Opinia użytkownika: Aszka
Dotycząca firmy: Ray
Treść opinii: W sklepie były dwie sprzedawczynie - jedna stała za ladą, a druga obok. Były zajęte rozmową, ale patrzyły na klientów. Przy wejściu wisiały torebki, ich cena była umieszczona nad nimi. Jedna mi się spodobała i poprosiłam sprzedawczynię o zdjęcie jej. Sprzedawczyni podała mi ją do ręki i jednocześnie powiedziała, że dostępne są też trzy inne modele tego producenta. Były wyeksponowane w innym miejscu i pracownica wskazała dłonią to miejsce.
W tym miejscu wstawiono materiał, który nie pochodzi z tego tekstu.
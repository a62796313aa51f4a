//! Ollama LLM Provider
//!
//! Implementation of `LlmProvider` for local Ollama inference over
//! `POST /api/chat`. Tools are not offered natively; the model drives them
//! through the JSON envelope described in the system prompt, and tool
//! results come back as user turns.

use std::time::Duration;

use agent_core::{
    error::{AgentError, Result},
    message::{Content, Part, Role},
    provider::{FinishReason, GenerateRequest, GenerationOptions, LlmProvider, ModelResponse, TokenUsage},
};
use async_trait::async_trait;
use serde::{Deserialize, Serialize};
use serde_json::json;

use crate::http::send_json;

/// Ollama provider configuration
#[derive(Clone, Debug)]
pub struct OllamaConfig {
    /// Ollama host URL
    pub host: String,

    /// Ollama port
    pub port: u16,

    /// Request timeout in seconds
    pub timeout_secs: u64,
}

impl Default for OllamaConfig {
    fn default() -> Self {
        Self {
            host: "http://localhost".into(),
            port: 11434,
            timeout_secs: 120,
        }
    }
}

impl OllamaConfig {
    pub fn from_env() -> Self {
        let host = std::env::var("OLLAMA_HOST")
            .unwrap_or_else(|_| "http://localhost".into());
        let port = std::env::var("OLLAMA_PORT")
            .ok()
            .and_then(|p| p.parse().ok())
            .unwrap_or(11434);

        Self {
            host,
            port,
            ..Default::default()
        }
    }

    fn base_url(&self) -> String {
        format!("{}:{}", self.host.trim_end_matches('/'), self.port)
    }
}

/// Ollama LLM provider
pub struct OllamaProvider {
    client: reqwest::Client,
    config: OllamaConfig,
}

impl OllamaProvider {
    /// Create a new Ollama provider with custom host/port
    pub fn new(host: impl Into<String>, port: u16) -> Result<Self> {
        Self::from_config(OllamaConfig {
            host: host.into(),
            port,
            ..Default::default()
        })
    }

    /// Create from configuration
    pub fn from_config(config: OllamaConfig) -> Result<Self> {
        let client = reqwest::Client::builder()
            .timeout(Duration::from_secs(config.timeout_secs))
            .build()
            .map_err(|e| AgentError::Config(format!("Failed to build HTTP client: {}", e)))?;

        Ok(Self { client, config })
    }

    /// Create from environment variables
    pub fn from_env() -> Result<Self> {
        Self::from_config(OllamaConfig::from_env())
    }

    /// Create with default localhost settings
    pub fn localhost() -> Result<Self> {
        Self::from_config(OllamaConfig::default())
    }

    /// Convert history to Ollama chat messages
    fn convert_messages(system_prompt: &str, contents: &[Content]) -> Vec<ChatMessage> {
        let mut messages = Vec::with_capacity(contents.len() + 1);
        if !system_prompt.is_empty() {
            messages.push(ChatMessage::new("system", system_prompt));
        }

        for content in contents {
            let role = match content.role {
                Role::User => "user",
                Role::Model => "assistant",
            };
            let text: Vec<String> = content.parts.iter().map(Self::render_part).collect();
            messages.push(ChatMessage::new(role, text.join("\n")));
        }

        messages
    }

    fn render_part(part: &Part) -> String {
        match part {
            Part::Text(text) => text.clone(),
            Part::FunctionCall(call) => json!({
                "payload": {"function_call": {"name": call.name, "arguments": call.args}}
            })
            .to_string(),
            Part::FunctionResponse { name, response } => {
                let rendered = serde_json::to_string_pretty(response)
                    .unwrap_or_else(|_| response.to_string());
                format!("Result of {}:\n```json\n{}\n```", name, rendered)
            }
        }
    }

    fn build_options(opts: &GenerationOptions) -> ChatOptions {
        ChatOptions {
            temperature: opts.temperature,
            top_p: opts.top_p,
            num_predict: opts.max_tokens,
            stop: opts.stop_sequences.clone(),
        }
    }

    /// Convert Ollama response to a model response
    fn convert_response(response: ChatResponse) -> ModelResponse {
        let prompt_tokens = response.prompt_eval_count.unwrap_or(0);
        let completion_tokens = response.eval_count.unwrap_or(0);

        ModelResponse {
            function_calls: Vec::new(),
            text: response.message.map(|m| m.content),
            usage: Some(TokenUsage {
                prompt_tokens,
                completion_tokens,
                total_tokens: prompt_tokens + completion_tokens,
            }),
            finish_reason: Some(match response.done_reason.as_deref() {
                Some("length") => FinishReason::Length,
                _ => FinishReason::Stop,
            }),
        }
    }
}

#[async_trait]
impl LlmProvider for OllamaProvider {
    fn name(&self) -> &str {
        "ollama"
    }

    async fn health_check(&self) -> Result<bool> {
        let url = format!("{}/api/tags", self.config.base_url());
        match self.client.get(url).send().await {
            Ok(response) => Ok(response.status().is_success()),
            Err(e) => {
                tracing::warn!("Ollama health check failed: {}", e);
                Ok(false)
            }
        }
    }

    async fn generate(&self, request: &GenerateRequest) -> Result<ModelResponse> {
        let body = ChatRequest {
            model: request.options.model.clone(),
            messages: Self::convert_messages(&request.system_prompt, &request.contents),
            stream: false,
            options: Self::build_options(&request.options),
        };

        tracing::debug!(
            model = %body.model,
            messages = body.messages.len(),
            "Sending request to Ollama"
        );

        let response: ChatResponse = send_json(
            "ollama",
            self.client
                .post(format!("{}/api/chat", self.config.base_url()))
                .json(&body),
        )
        .await?;

        Ok(Self::convert_response(response))
    }
}

#[derive(Debug, Serialize)]
struct ChatRequest {
    model: String,
    messages: Vec<ChatMessage>,
    stream: bool,
    options: ChatOptions,
}

#[derive(Debug, Serialize, Deserialize)]
struct ChatMessage {
    role: String,
    content: String,
}

impl ChatMessage {
    fn new(role: &str, content: impl Into<String>) -> Self {
        Self {
            role: role.into(),
            content: content.into(),
        }
    }
}

#[derive(Debug, Serialize)]
struct ChatOptions {
    temperature: f32,
    top_p: f32,
    num_predict: u32,
    #[serde(skip_serializing_if = "Vec::is_empty")]
    stop: Vec<String>,
}

#[derive(Debug, Deserialize)]
struct ChatResponse {
    message: Option<ChatMessage>,
    #[serde(default)]
    done_reason: Option<String>,
    #[serde(default)]
    prompt_eval_count: Option<u32>,
    #[serde(default)]
    eval_count: Option<u32>,
}
//! End-to-end runs of the agent loop against a scripted provider.

use std::sync::atomic::{AtomicUsize, Ordering};
use std::sync::Arc;
use std::time::Duration;

use agent_core::mock::MockProvider;
use agent_core::{
    AgentBuilder, AgentError, FunctionCall, ModelResponse, ParameterSchema, Part, Result,
    RetryPolicy, Role, SessionContext, Tool, ToolCall, ToolRegistry, ToolSchema, UserMessage,
    APOLOGY,
};
use async_trait::async_trait;
use serde_json::{json, Value};

/// Weather search that counts its invocations
struct CountingSearch {
    calls: Arc<AtomicUsize>,
}

#[async_trait]
impl Tool for CountingSearch {
    fn schema(&self) -> ToolSchema {
        ToolSchema::new("googleSearch", "Search the web for current information")
            .param(ParameterSchema::required("query", "string", "Search query"))
            .category("search")
    }

    async fn execute(&self, call: &ToolCall) -> Result<Value> {
        self.calls.fetch_add(1, Ordering::SeqCst);
        let query = call.str_arg("query").unwrap_or_default();
        Ok(json!({
            "query": query,
            "results": [
                {"title": "Lusaka, Zambia weather", "snippet": "Currently 27°C and sunny."}
            ]
        }))
    }
}

fn answer(text: &str) -> ModelResponse {
    ModelResponse::from_text(json!({"thoughts": "I have what I need", "payload": {"text": text}}).to_string())
}

fn search_call(query: &str) -> ModelResponse {
    ModelResponse::from_text(format!(
        "```json\n{}\n```",
        json!({
            "thoughts": "I should look up the current weather",
            "payload": {"function_call": {"name": "googleSearch", "args": {"query": query}}}
        })
    ))
}

#[tokio::test]
async fn test_weather_question_uses_one_search() {
    let calls = Arc::new(AtomicUsize::new(0));
    let provider = Arc::new(MockProvider::new());
    provider.queue_response(search_call("weather in Lusaka right now"));
    provider.queue_response(answer("It's 27°C and sunny in Lusaka."));

    let agent = AgentBuilder::new()
        .provider(provider.clone())
        .tool(CountingSearch { calls: calls.clone() })
        .build()
        .unwrap();

    let reply = agent
        .generate_response(
            &[],
            &UserMessage::new("What's the weather like in Lusaka right now?"),
            Some(&SessionContext::new("user-42", "Mwila")),
        )
        .await;

    assert_eq!(reply, "It's 27°C and sunny in Lusaka.");
    assert_eq!(calls.load(Ordering::SeqCst), 1);

    let requests = provider.recorded_requests();
    assert_eq!(requests.len(), 2);

    // user message, model's call, tool result
    let second = &requests[1].contents;
    assert_eq!(second.len(), 3);
    assert_eq!(second[0].role, Role::User);
    assert_eq!(second[1].role, Role::Model);
    match &second[2].parts[0] {
        Part::FunctionResponse { name, response } => {
            assert_eq!(name, "googleSearch");
            assert_eq!(response["query"], "weather in Lusaka right now");
        }
        other => panic!("expected function response, got {other:?}"),
    }
}

#[tokio::test]
async fn test_native_function_call_round_trip() {
    let calls = Arc::new(AtomicUsize::new(0));
    let provider = Arc::new(MockProvider::new());
    provider.queue_response(ModelResponse::from_function_call(FunctionCall::new(
        "googleSearch",
        json!({"query": "Lusaka weather"}),
    )));
    provider.queue_response(answer("Sunny, 27°C."));

    let agent = AgentBuilder::new()
        .provider(provider)
        .tool(CountingSearch { calls: calls.clone() })
        .build()
        .unwrap();

    let reply = agent.generate_response(&[], &UserMessage::new("Weather?"), None).await;
    assert_eq!(reply, "Sunny, 27°C.");
    assert_eq!(calls.load(Ordering::SeqCst), 1);
}

#[tokio::test]
async fn test_endless_tool_requests_stop_at_five() {
    let calls = Arc::new(AtomicUsize::new(0));
    let provider = Arc::new(MockProvider::new().with_fallback(search_call("again")));

    let agent = AgentBuilder::new()
        .provider(provider)
        .tool(CountingSearch { calls: calls.clone() })
        .build()
        .unwrap();

    let reply = agent.generate_response(&[], &UserMessage::new("Keep searching"), None).await;

    assert_eq!(calls.load(Ordering::SeqCst), 5);
    assert!(!reply.is_empty());
    assert!(reply.contains("Lusaka, Zambia weather"));
}

#[tokio::test(start_paused = true)]
async fn test_transient_failures_are_retried_with_backoff() {
    let provider = Arc::new(MockProvider::new());
    provider.queue_error(AgentError::Http { status: 503, message: "overloaded".into() });
    provider.queue_error(AgentError::Http { status: 500, message: "internal".into() });
    provider.queue_response(answer("Hello!"));

    let agent = AgentBuilder::new()
        .provider(provider.clone())
        .retry(RetryPolicy::new(3, Duration::from_millis(1000), 2.0))
        .build()
        .unwrap();

    let reply = agent.generate_response(&[], &UserMessage::new("Hi"), None).await;
    assert_eq!(reply, "Hello!");

    let times = provider.call_times();
    assert_eq!(times.len(), 3);
    assert_eq!(times[1] - times[0], Duration::from_millis(1000));
    assert_eq!(times[2] - times[1], Duration::from_millis(2000));
}

#[tokio::test(start_paused = true)]
async fn test_provider_outage_yields_apology() {
    let provider = Arc::new(MockProvider::new());
    for _ in 0..10 {
        provider.queue_error(AgentError::Http { status: 500, message: "down".into() });
    }

    let agent = AgentBuilder::new()
        .provider(provider.clone())
        .retry(RetryPolicy::new(2, Duration::from_millis(100), 2.0))
        .build()
        .unwrap();

    let reply = agent.generate_response(&[], &UserMessage::new("Anyone there?"), None).await;
    assert_eq!(reply, APOLOGY);
    // 3 attempts, recovery message, summary request
    assert_eq!(provider.call_count(), 5);
}

#[tokio::test]
async fn test_metadata_is_prefetched_once_and_injected() {
    let lists = Arc::new(AtomicUsize::new(0));
    let mut registry = ToolRegistry::new();
    let counter = lists.clone();
    registry.register_fn(ToolSchema::new("listModels", "List data models"), move |_args| {
        let counter = counter.clone();
        async move {
            counter.fetch_add(1, Ordering::SeqCst);
            Ok(json!(["orders"]))
        }
    });
    registry.register_fn(
        ToolSchema::new("getModelSchema", "Schema of one data model")
            .param(ParameterSchema::required("modelName", "string", "Model name")),
        |_args| async move { Ok(json!({"total": "number", "customer": "string"})) },
    );

    let provider = Arc::new(MockProvider::new().with_fallback(answer("Done.")));
    let agent = Arc::new(
        AgentBuilder::new()
            .provider(provider.clone())
            .tools(registry)
            .build()
            .unwrap(),
    );

    let handles: Vec<_> = (0..4)
        .map(|i| {
            let agent = agent.clone();
            tokio::spawn(async move {
                agent
                    .generate_response(&[], &UserMessage::new(format!("question {i}")), None)
                    .await
            })
        })
        .collect();
    for handle in handles {
        assert_eq!(handle.await.unwrap(), "Done.");
    }

    assert_eq!(lists.load(Ordering::SeqCst), 1);
    let prompt = &provider.recorded_requests()[0].system_prompt;
    assert!(prompt.contains("orders"));
    assert!(prompt.contains("customer"));
}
Zachęcała mnie do zakupu mówiąc, że torebki są bardzo ładne. Obejrzałam też ofertę butów. Część była umieszczona na półkach, a część na kartonach ustawionych na podłodze. Alejki były równo wytyczone, ale trochę za wąskie jak dla dwóch osób. Na półkach ani na podłodze nie było widać zabrudzeń. Ostatecznie zdecydowałam się na zakup torebki. Sprzedawczyni podała cenę, torebkę zapakowała w firmową reklamówkę. Dostałam resztę i paragon. Na końcu obsługi sprzedawczyni podziękowała za zakup.